⑦に関して、政府は「モーダルシフト」を推進しようとしています。モーダルシフトとは、従来のトラックによる運送を減らし、鉄道や船舶などにシフトするというもの。10月6日、政府は物流の2024年問題解決に向けて、「物流改革新緊急パッケージ」をまとめました。支柱となる対策は、「置き配」に対するポイント付与やモーダルシフトの推進です。現段階では、貨物船や鉄道側がモーダルシフトを十分に進められる体制を構築できていないようですが、政府は船舶や鉄道による輸送をこの10年間で倍増させる方針を打ち出しています。

この方針が明らかになった時点で、株式市場では「モーダルシフト関連株」が実際に人気化しました。しかし、現時点ではどの程度のスピードでモーダルシフトが進み、それによって関連企業の業績に寄与するかは不透明。つまり、足元ではテーマ株として、いわば「理想買い」が起きているだけと言えます。
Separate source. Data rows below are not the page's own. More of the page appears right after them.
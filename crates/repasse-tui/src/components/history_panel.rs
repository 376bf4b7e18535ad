use crossterm::event::{KeyCode, KeyEvent};
use ratatui::layout::Rect;
use ratatui::text::{Line, Span};
use ratatui::widgets::{Block, Borders, List, ListItem, ListState};
use ratatui::Frame;

use repasse_core::history::HistoryCache;

use crate::action::Action;
use crate::component::Component;
use crate::theme::Theme;

/// Past results, most recent first. Enter replays without a network call.
pub struct HistoryPanel {
    summaries: Vec<String>,
    capacity: usize,
    selected: usize,
    theme: Theme,
}

impl HistoryPanel {
    pub fn new(theme: Theme) -> Self {
        Self {
            summaries: Vec::new(),
            capacity: 0,
            selected: 0,
            theme,
        }
    }

    pub fn sync(&mut self, history: &HistoryCache) {
        let fresh: Vec<String> = history.all().iter().map(|r| r.summary()).collect();
        if fresh != self.summaries {
            // A new entry lands on top; keep the cursor on it
            self.summaries = fresh;
            self.selected = 0;
        }
        self.capacity = history.capacity();
    }

    pub fn selected(&self) -> Option<usize> {
        (!self.summaries.is_empty()).then_some(self.selected)
    }

    /// Entry index drawn at screen row `row`, given the panel's last area.
    pub fn entry_at(&self, area: Rect, row: u16) -> Option<usize> {
        let inner = Block::default().borders(Borders::ALL).inner(area);
        if row < inner.y || row >= inner.y + inner.height {
            return None;
        }
        let index = self.offset(inner.height) + (row - inner.y) as usize;
        (index < self.summaries.len()).then_some(index)
    }

    pub fn select(&mut self, index: usize) {
        if index < self.summaries.len() {
            self.selected = index;
        }
    }

    fn offset(&self, height: u16) -> usize {
        let height = height.max(1) as usize;
        (self.selected + 1).saturating_sub(height)
    }
}

impl Component for HistoryPanel {
    fn handle_key_event(&mut self, key: KeyEvent) -> Action {
        match key.code {
            KeyCode::Down | KeyCode::Char('j') => {
                if self.selected + 1 < self.summaries.len() {
                    self.selected += 1;
                }
                Action::None
            }
            KeyCode::Up | KeyCode::Char('k') => {
                self.selected = self.selected.saturating_sub(1);
                Action::None
            }
            KeyCode::Home | KeyCode::Char('g') => {
                self.selected = 0;
                Action::None
            }
            KeyCode::End | KeyCode::Char('G') => {
                self.selected = self.summaries.len().saturating_sub(1);
                Action::None
            }
            KeyCode::Enter => match self.selected() {
                Some(index) => Action::Replay(index),
                None => Action::None,
            },
            KeyCode::Char('x') | KeyCode::Delete if !self.summaries.is_empty() => {
                Action::ClearHistory
            }
            _ => Action::None,
        }
    }

    fn render(&self, frame: &mut Frame, area: Rect, focused: bool) {
        let block = Block::default()
            .title(Line::from(vec![
                Span::styled(" Histórico ", self.theme.header),
                Span::styled(
                    format!("{}/{} ", self.summaries.len(), self.capacity),
                    self.theme.dimmed,
                ),
            ]))
            .borders(Borders::ALL)
            .border_style(if focused {
                self.theme.border_focused
            } else {
                self.theme.border
            });

        if self.summaries.is_empty() {
            let empty = List::new([ListItem::new(Span::styled(
                "Nenhuma consulta ainda",
                self.theme.dimmed,
            ))])
            .block(block);
            frame.render_widget(empty, area);
            return;
        }

        let items: Vec<ListItem> = self
            .summaries
            .iter()
            .map(|s| ListItem::new(Span::styled(s.as_str(), self.theme.normal)))
            .collect();

        let highlight = if focused {
            self.theme.highlight
        } else {
            self.theme.normal
        };
        let list = List::new(items).block(block).highlight_style(highlight);

        let inner_height = area.height.saturating_sub(2);
        let mut state = ListState::default()
            .with_offset(self.offset(inner_height))
            .with_selected(Some(self.selected));
        frame.render_stateful_widget(list, area, &mut state);
    }
}

#[cfg(test)]
mod tests {
    use crossterm::event::KeyModifiers;
    use repasse_core::model::LookupResult;

    use super::*;

    fn key(code: KeyCode) -> KeyEvent {
        KeyEvent::new(code, KeyModifiers::NONE)
    }

    fn entry(name: &str) -> LookupResult {
        LookupResult {
            entity_label: name.to_string(),
            period_label: "01.01.2024 até 31.01.2024".to_string(),
            fpm: 1.0,
            royalties: 2.0,
            todos: 3.0,
        }
    }

    fn cache(names: &[&str]) -> HistoryCache {
        let mut cache = HistoryCache::in_memory(25);
        for name in names.iter().rev() {
            cache.prepend(entry(name)).unwrap();
        }
        cache
    }

    #[test]
    fn test_enter_replays_selected() {
        let mut panel = HistoryPanel::new(Theme::default());
        panel.sync(&cache(&["Santos - SP", "Recife - PE"]));
        assert!(matches!(panel.handle_key_event(key(KeyCode::Enter)), Action::Replay(0)));
        panel.handle_key_event(key(KeyCode::Down));
        panel.handle_key_event(key(KeyCode::Down));
        assert!(matches!(panel.handle_key_event(key(KeyCode::Enter)), Action::Replay(1)));
    }

    #[test]
    fn test_empty_history() {
        let mut panel = HistoryPanel::new(Theme::default());
        panel.sync(&HistoryCache::in_memory(25));
        assert!(matches!(panel.handle_key_event(key(KeyCode::Enter)), Action::None));
        assert!(matches!(panel.handle_key_event(key(KeyCode::Char('x'))), Action::None));
        assert_eq!(panel.selected(), None);
    }

    #[test]
    fn test_new_entry_moves_cursor_to_top() {
        let mut panel = HistoryPanel::new(Theme::default());
        let mut history = cache(&["Santos - SP", "Recife - PE"]);
        panel.sync(&history);
        panel.select(1);
        panel.sync(&history);
        assert_eq!(panel.selected(), Some(1));

        history.prepend(entry("Natal - RN")).unwrap();
        panel.sync(&history);
        assert_eq!(panel.selected(), Some(0));
    }

    #[test]
    fn test_entry_at() {
        let mut panel = HistoryPanel::new(Theme::default());
        panel.sync(&cache(&["A", "B", "C"]));
        let area = Rect::new(40, 5, 40, 10);
        assert_eq!(panel.entry_at(area, 5), None);
        assert_eq!(panel.entry_at(area, 6), Some(0));
        assert_eq!(panel.entry_at(area, 8), Some(2));
        assert_eq!(panel.entry_at(area, 9), None);
    }

    #[test]
    fn test_clear_key() {
        let mut panel = HistoryPanel::new(Theme::default());
        panel.sync(&cache(&["A"]));
        assert!(matches!(panel.handle_key_event(key(KeyCode::Char('x'))), Action::ClearHistory));
    }
}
今後数年の間にモーダルシフトの追い風を受け、実際に業績を拡大させてくる企業が明らかになるはずです。その段階で、今度は「現実買い」が起きることになるでしょう。そう考えると、関連株の大きな押し目(株価が急落したポイント)は狙い目かもしれません。

モーダルシフトに関しては、産業用ドローン(無人航空機)による「無人配送」もテーマとして注目されそうです。もっとも、ドローン配送が実現するには、高度なドローンの開発に加え、法律やインフラの整備が必要。仮に、政府がドローンに関するインフラ整備を進めたとしても、当面は「理想買い」にとどまるでしょう。